_Work to be completed_
Would you find each line in the entries below with the string "RoomConfig" and copy it?

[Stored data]

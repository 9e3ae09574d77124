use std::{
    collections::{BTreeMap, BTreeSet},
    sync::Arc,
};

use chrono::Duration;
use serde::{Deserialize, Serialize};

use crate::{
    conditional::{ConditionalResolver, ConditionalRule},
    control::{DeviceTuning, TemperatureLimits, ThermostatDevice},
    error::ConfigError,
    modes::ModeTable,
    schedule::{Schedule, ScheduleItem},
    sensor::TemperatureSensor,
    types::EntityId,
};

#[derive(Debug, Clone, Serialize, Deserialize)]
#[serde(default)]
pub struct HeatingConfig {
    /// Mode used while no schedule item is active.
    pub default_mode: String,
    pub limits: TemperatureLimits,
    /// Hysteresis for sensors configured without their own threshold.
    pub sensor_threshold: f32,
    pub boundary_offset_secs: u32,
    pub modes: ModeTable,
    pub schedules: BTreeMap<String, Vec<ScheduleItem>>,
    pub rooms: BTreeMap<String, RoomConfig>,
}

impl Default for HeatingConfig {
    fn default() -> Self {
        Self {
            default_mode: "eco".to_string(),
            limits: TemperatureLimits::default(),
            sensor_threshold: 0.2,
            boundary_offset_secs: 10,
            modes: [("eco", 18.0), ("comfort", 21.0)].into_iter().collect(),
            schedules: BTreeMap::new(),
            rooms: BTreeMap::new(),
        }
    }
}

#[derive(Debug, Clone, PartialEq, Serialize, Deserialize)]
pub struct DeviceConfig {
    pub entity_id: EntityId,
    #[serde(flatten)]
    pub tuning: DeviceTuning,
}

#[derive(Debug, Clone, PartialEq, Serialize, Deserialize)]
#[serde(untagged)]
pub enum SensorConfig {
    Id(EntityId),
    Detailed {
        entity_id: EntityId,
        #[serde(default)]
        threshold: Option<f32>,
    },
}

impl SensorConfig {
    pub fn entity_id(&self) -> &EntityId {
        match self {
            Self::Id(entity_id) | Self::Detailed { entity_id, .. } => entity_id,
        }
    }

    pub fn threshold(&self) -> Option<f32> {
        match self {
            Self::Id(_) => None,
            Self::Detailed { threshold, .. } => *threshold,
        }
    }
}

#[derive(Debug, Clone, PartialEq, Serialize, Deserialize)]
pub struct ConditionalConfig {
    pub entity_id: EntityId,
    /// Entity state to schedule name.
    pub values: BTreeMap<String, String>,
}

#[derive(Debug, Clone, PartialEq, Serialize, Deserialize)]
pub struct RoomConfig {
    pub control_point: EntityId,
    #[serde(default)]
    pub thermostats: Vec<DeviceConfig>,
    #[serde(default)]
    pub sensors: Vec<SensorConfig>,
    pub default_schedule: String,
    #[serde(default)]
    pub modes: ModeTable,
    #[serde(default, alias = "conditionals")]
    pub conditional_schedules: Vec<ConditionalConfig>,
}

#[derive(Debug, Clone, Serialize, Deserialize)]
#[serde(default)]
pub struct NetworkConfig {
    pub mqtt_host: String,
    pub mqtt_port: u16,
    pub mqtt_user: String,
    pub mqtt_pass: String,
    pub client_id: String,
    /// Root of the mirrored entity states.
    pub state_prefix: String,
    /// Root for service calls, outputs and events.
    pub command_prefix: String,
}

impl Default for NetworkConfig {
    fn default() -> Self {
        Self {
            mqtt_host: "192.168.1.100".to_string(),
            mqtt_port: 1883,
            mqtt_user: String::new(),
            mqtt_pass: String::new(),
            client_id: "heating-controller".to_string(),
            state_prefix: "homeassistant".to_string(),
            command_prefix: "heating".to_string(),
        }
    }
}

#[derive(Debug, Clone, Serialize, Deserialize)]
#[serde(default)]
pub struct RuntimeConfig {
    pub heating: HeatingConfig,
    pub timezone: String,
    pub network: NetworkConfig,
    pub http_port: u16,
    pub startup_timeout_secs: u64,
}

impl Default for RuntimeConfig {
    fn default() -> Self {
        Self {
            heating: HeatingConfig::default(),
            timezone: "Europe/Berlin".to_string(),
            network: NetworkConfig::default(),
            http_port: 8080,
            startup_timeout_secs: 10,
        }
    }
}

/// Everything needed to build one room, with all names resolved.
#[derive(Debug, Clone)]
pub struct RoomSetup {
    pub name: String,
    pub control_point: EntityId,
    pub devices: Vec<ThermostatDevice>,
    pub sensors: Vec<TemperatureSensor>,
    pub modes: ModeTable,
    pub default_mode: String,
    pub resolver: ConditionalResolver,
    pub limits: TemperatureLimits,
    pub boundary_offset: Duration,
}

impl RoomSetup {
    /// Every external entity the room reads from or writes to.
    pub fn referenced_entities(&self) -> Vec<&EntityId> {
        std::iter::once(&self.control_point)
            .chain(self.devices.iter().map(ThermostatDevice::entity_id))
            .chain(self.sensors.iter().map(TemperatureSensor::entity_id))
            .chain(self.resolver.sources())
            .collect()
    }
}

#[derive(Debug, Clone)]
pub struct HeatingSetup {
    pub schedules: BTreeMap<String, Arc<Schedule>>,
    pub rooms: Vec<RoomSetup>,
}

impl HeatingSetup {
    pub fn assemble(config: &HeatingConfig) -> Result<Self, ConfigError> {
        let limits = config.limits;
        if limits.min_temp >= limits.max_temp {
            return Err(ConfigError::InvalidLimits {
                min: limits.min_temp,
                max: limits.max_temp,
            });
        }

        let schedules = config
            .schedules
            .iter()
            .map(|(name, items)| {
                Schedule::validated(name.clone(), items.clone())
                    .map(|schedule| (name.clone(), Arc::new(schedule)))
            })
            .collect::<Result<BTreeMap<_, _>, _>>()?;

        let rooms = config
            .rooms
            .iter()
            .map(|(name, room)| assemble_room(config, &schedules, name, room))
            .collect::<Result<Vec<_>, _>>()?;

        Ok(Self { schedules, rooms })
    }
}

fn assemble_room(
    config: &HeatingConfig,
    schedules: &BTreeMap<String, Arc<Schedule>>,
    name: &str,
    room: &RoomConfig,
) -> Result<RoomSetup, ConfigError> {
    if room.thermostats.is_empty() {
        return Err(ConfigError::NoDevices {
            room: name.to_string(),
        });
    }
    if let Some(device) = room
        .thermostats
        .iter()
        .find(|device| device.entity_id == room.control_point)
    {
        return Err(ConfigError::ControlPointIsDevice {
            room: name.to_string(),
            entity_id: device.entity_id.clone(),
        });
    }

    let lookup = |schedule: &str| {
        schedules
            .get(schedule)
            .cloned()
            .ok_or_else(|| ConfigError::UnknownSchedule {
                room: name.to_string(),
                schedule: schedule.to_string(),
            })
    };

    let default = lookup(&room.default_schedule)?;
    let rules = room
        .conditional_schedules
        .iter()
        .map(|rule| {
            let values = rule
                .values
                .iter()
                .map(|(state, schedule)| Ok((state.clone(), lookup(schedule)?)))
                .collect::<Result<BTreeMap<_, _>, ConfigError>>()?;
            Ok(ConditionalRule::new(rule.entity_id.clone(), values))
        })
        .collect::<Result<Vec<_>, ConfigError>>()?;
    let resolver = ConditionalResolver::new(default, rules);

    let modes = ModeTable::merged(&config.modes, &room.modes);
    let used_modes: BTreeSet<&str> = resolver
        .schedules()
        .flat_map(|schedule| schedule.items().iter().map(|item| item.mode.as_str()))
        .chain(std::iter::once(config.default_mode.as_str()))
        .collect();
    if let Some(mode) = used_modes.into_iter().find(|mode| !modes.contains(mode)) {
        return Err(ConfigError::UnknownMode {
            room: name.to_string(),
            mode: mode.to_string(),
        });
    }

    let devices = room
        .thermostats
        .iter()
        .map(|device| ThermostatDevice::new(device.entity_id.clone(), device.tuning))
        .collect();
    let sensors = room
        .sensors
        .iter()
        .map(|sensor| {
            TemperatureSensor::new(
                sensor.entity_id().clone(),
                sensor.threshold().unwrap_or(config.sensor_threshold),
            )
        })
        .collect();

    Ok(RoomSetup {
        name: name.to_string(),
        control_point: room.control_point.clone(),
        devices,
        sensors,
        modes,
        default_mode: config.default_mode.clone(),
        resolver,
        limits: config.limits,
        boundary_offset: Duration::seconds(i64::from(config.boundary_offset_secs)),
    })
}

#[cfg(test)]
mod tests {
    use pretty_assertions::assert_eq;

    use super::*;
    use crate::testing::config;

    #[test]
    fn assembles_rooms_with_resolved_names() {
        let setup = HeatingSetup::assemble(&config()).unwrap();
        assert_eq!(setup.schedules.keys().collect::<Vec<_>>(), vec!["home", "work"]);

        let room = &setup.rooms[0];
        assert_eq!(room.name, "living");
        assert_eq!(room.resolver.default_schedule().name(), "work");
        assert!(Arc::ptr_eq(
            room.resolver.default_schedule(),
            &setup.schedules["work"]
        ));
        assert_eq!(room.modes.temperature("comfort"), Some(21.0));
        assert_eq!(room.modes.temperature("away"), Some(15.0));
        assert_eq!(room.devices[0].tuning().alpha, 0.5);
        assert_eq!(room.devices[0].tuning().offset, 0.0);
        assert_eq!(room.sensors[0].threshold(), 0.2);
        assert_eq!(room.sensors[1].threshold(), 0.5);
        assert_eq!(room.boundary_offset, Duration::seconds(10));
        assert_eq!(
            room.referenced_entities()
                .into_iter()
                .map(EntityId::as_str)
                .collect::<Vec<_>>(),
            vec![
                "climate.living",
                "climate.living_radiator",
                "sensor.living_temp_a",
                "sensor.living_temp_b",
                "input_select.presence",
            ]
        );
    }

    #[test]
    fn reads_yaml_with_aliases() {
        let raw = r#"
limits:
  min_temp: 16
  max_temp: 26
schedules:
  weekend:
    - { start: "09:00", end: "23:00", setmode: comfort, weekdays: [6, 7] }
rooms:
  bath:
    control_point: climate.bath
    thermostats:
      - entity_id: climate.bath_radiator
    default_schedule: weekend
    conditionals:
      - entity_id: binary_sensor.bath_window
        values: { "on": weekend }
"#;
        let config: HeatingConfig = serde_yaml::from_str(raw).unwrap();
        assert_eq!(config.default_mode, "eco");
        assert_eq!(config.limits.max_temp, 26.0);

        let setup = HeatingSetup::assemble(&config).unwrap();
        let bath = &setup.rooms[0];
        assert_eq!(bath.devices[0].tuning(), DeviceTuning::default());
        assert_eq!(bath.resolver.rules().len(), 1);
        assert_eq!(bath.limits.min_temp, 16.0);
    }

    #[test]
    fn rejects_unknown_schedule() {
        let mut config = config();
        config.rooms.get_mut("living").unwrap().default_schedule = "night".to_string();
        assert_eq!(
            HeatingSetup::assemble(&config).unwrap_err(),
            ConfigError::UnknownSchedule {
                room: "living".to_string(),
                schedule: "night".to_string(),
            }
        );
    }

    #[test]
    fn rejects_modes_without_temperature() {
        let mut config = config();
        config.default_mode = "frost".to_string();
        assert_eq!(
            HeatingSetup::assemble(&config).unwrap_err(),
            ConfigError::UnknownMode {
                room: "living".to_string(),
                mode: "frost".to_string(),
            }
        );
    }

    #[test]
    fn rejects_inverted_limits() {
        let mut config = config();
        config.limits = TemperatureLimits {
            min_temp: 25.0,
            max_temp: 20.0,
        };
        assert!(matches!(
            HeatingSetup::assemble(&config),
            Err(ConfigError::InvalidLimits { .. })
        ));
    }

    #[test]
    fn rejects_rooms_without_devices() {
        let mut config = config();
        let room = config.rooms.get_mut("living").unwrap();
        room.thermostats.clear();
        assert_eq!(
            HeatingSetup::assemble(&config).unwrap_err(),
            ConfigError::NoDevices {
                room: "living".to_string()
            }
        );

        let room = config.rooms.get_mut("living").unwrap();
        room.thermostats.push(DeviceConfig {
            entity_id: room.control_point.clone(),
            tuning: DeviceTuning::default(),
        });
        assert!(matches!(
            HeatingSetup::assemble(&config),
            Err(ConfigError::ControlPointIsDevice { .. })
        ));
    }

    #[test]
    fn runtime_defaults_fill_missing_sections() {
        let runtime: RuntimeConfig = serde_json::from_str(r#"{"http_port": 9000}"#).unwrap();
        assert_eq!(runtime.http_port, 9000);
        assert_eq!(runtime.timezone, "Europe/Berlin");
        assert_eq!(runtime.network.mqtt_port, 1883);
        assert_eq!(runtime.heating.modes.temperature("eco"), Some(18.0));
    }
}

_Output for this exercise_
    pub rooms: BTreeMap<String, RoomConfig>,
pub struct RoomConfig {
    room: &RoomConfig,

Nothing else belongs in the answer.